There's good data to suggest that coyotes hybridized with wolves in the past. As coyotes expanded into the Northeast, for example, they may have hybridized with remnant populations of wolves, most likely in Canada. Some, therefore, might have a proportion of wolf DNA in their genome. But the significance of this isn't clear. These animals clearly act like coyotes and not wolves.

What about hybridization with domestic dogs?

Coyotes hybridize with dogs, but this is very rare in the wild, where they have plenty of opportunity to mate with members of their own species.

How big is the coyote's territory?

Home ranges are smaller in agricultural and suburban areas, because there's more prey. A coyote living in an Adirondack forest could have a territory as large as 62 square miles (100 square kilometers), while a suburban coyote could do fine with one-fifth that size, perhaps less.

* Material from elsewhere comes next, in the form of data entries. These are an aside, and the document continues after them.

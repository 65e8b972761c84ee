use serde::Serialize;

use super::entities::SuspectEntry;

#[derive(Debug, Serialize)]
pub struct SuspectListResponse {
    pub cutoff: i32,
    pub items: Vec<SuspectEntry>,
}
//! 学生实体

use sea_orm::entity::prelude::*;

#[derive(Clone, Debug, PartialEq, DeriveEntityModel)]
#[sea_orm(table_name = "students")]
pub struct Model {
    #[sea_orm(primary_key)]
    pub id: i64,
    pub course_id: i64,
    pub key: String,
}

#[derive(Copy, Clone, Debug, EnumIter, DeriveRelation)]
pub enum Relation {
    #[sea_orm(
        belongs_to = "super::courses::Entity",
        from = "Column::CourseId",
        to = "super::courses::Column::Id"
    )]
    Course,
    #[sea_orm(has_many = "super::submissions::Entity")]
    Submissions,
}

impl Related<super::courses::Entity> for Entity {
    fn to() -> RelationDef {
        Relation::Course.def()
    }
}

impl Related<super::submissions::Entity> for Entity {
    fn to() -> RelationDef {
        Relation::Submissions.def()
    }
}

impl ActiveModelBehavior for ActiveModel {}
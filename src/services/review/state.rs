//! 审阅评分状态机
//!
//! 评分取值 `0..=max_score`，0 表示未审阅。任意状态之间都可以转换，
//! 重复提交当前评分不产生写入。

use crate::config::ReviewConfig;
use crate::errors::{RadarError, Result};

#[derive(Debug, Clone, Copy, PartialEq, Eq)]
pub struct ReviewScale {
    pub max_score: i32,
    pub flagged_cutoff: i32,
}

/// 一次评分更新的结果
#[derive(Debug, Clone, Copy, PartialEq, Eq)]
pub enum ReviewTransition {
    Unchanged(i32),
    Changed { from: i32, to: i32 },
}

impl ReviewTransition {
    /// 更新后的评分
    pub fn score(&self) -> i32 {
        match *self {
            ReviewTransition::Unchanged(score) => score,
            ReviewTransition::Changed { to, .. } => to,
        }
    }

    /// 是否跨越了标记阈值（进入或离开嫌疑名单）
    pub fn crosses(&self, cutoff: i32) -> bool {
        match *self {
            ReviewTransition::Unchanged(_) => false,
            ReviewTransition::Changed { from, to } => (from >= cutoff) != (to >= cutoff),
        }
    }
}

impl ReviewScale {
    pub fn new(max_score: i32, flagged_cutoff: i32) -> Result<Self> {
        if max_score < 1 {
            return Err(RadarError::invalid_argument(format!(
                "review max score must be at least 1, got {max_score}"
            )));
        }
        let scale = Self {
            max_score,
            flagged_cutoff: max_score,
        };
        let flagged_cutoff = scale.validate_cutoff(flagged_cutoff)?;
        Ok(Self {
            max_score,
            flagged_cutoff,
        })
    }

    pub fn from_config(config: &ReviewConfig) -> Result<Self> {
        Self::new(config.max_score, config.flagged_cutoff)
    }

    /// 解析客户端提交的评分，接受整数文本
    pub fn parse_score(&self, raw: &str) -> Result<i32> {
        let trimmed = raw.trim();
        let score: i32 = trimmed.parse().map_err(|_| {
            RadarError::invalid_argument(format!("review score '{trimmed}' is not an integer"))
        })?;
        if !(0..=self.max_score).contains(&score) {
            return Err(RadarError::invalid_argument(format!(
                "review score must be between 0 and {}, got {score}",
                self.max_score
            )));
        }
        Ok(score)
    }

    /// 嫌疑名单阈值必须落在 `1..=max_score`
    pub fn validate_cutoff(&self, cutoff: i32) -> Result<i32> {
        if !(1..=self.max_score).contains(&cutoff) {
            return Err(RadarError::invalid_argument(format!(
                "flagged cutoff must be between 1 and {}, got {cutoff}",
                self.max_score
            )));
        }
        Ok(cutoff)
    }

    pub fn is_flagged(&self, score: i32) -> bool {
        score >= self.flagged_cutoff
    }

    pub fn transition(&self, current: i32, next: i32) -> ReviewTransition {
        if current == next {
            ReviewTransition::Unchanged(current)
        } else {
            ReviewTransition::Changed {
                from: current,
                to: next,
            }
        }
    }
}

#[cfg(test)]
mod tests {
    use super::*;

    fn scale() -> ReviewScale {
        ReviewScale::new(10, 5).unwrap()
    }

    #[test]
    fn test_parse_accepts_whole_range() {
        let scale = scale();
        for score in 0..=10 {
            assert_eq!(scale.parse_score(&score.to_string()).unwrap(), score);
        }
        assert_eq!(scale.parse_score(" 7 ").unwrap(), 7);
    }

    #[test]
    fn test_parse_rejects_out_of_range() {
        let scale = scale();
        for raw in ["-1", "11", "999"] {
            let err = scale.parse_score(raw).unwrap_err();
            assert!(matches!(err, RadarError::InvalidArgument(_)), "{raw}");
        }
    }

    #[test]
    fn test_parse_rejects_malformed() {
        let scale = scale();
        for raw in ["", "abc", "5.5", "1e1"] {
            assert!(scale.parse_score(raw).is_err(), "{raw}");
        }
    }

    #[test]
    fn test_cutoff_bounds() {
        let scale = scale();
        assert!(scale.validate_cutoff(0).is_err());
        assert!(scale.validate_cutoff(11).is_err());
        assert_eq!(scale.validate_cutoff(1).unwrap(), 1);
        assert_eq!(scale.validate_cutoff(10).unwrap(), 10);
    }

    #[test]
    fn test_new_rejects_bad_configuration() {
        assert!(ReviewScale::new(0, 1).is_err());
        assert!(ReviewScale::new(10, 0).is_err());
        assert!(ReviewScale::new(10, 11).is_err());
    }

    #[test]
    fn test_transition_is_idempotent() {
        let scale = scale();
        assert_eq!(scale.transition(7, 7), ReviewTransition::Unchanged(7));
        assert_eq!(
            scale.transition(0, 7),
            ReviewTransition::Changed { from: 0, to: 7 }
        );
        assert_eq!(scale.transition(7, 0).score(), 0);
    }

    #[test]
    fn test_crossing_cutoff() {
        let scale = scale();
        assert!(scale.transition(0, 5).crosses(5));
        assert!(scale.transition(9, 4).crosses(5));
        assert!(!scale.transition(5, 9).crosses(5));
        assert!(!scale.transition(1, 4).crosses(5));
        assert!(!scale.transition(6, 6).crosses(5));
        assert!(scale.is_flagged(5));
        assert!(!scale.is_flagged(4));
    }
}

The suburb's patchwork of wooded and open areas offers an abundance of edge habitat, which the coyote is highly adept at exploiting.

Which prey animals do coyotes seem to prefer?

Rabbits and deer make up most of their diet in the Northeast, but they will take pretty much any animal that comes their way, if they can overpower it. They also eat carrion and a fair amount of berries—in late summer, blueberries and raspberries may constitute half their diet. Most of their predation of deer is on fawns, although several members of a pack could bring down an adult.

Do they prey on domestic cats?

Coyotes are opportunistic predators. There's no evidence that individuals specialize in hunting domestic cats, but we know coyotes will eat cats as well as small dogs. We don't know whether these animals are a significant part of their diet. Of course, from the perspective of pet owners, coyotes are a danger. Predation of smaller livestock is also a valid concern.

Do coyotes pose a danger to humans?

Almost all attacks on people seem to represent an attempt to gain or to defend a food resource. In the Northeast, I'm aware of five or six such attacks. In some cases, the coyotes were getting handouts or were feeding at dumps, so they were habituated to humans and associated them with food. Other cases involved hunters. Hunters track wounded animals, and so do coyotes, which makes the two more likely to meet. Instances of coyotes viewing humans as prey are extremely rare. In 1998, a coyote attacked a three-year-old boy on Cape Cod. I've seen no conclusive evidence that the coyote was being fed, so this may have been one of the few cases of true predation directed at humans.

Do coyotes ever form large packs?

Sometimes. A large pack would include a mated pair with multiple generations of young. But small family groups—a pair with their most recent offspring, accompanied by yearlings that have yet to strike out and find their own territories—are more common. When hunting, packs may break into subgroups of two or three individuals. Solitary individuals old enough to be on their own but too inexperienced to secure a territory are known as floaters.

Will the coyote's presence in the suburbs reduce populations of "problem species" such as white-tailed deer and Canada geese?

During harsh winters, predators such as coyotes can significantly reduce deer herds, but I'm not aware of anyone who has studied the dynamics of coyotes and white-tailed deer in suburban environments. Since coyotes have only recently arrived in eastern suburbs, we know little about their natural history there. Once researchers have time to study them, we'll be able to make informed comparisons with what has occurred in the West, where coyotes have very different prey and competitors. As for Canada geese, coyotes do prey on waterfowl, but again, studies of this particular dynamic are lacking.

What's the coyote's future in the suburbs of the East?

They will increase until resources are unable to support further growth. Then, their population will level off.

What would you say to suburbanites who feel uncomfortable about having coyotes as neighbors?

Coyotes are far less of a threat than the dog next door. I think a person who sees a coyote should feel lucky. Coyotes are most active at night, at dawn, and at dusk; they avoid humans; and they're often mistaken for dogs. So, even though they inhabit areas of high human density, they're pretty much invisible.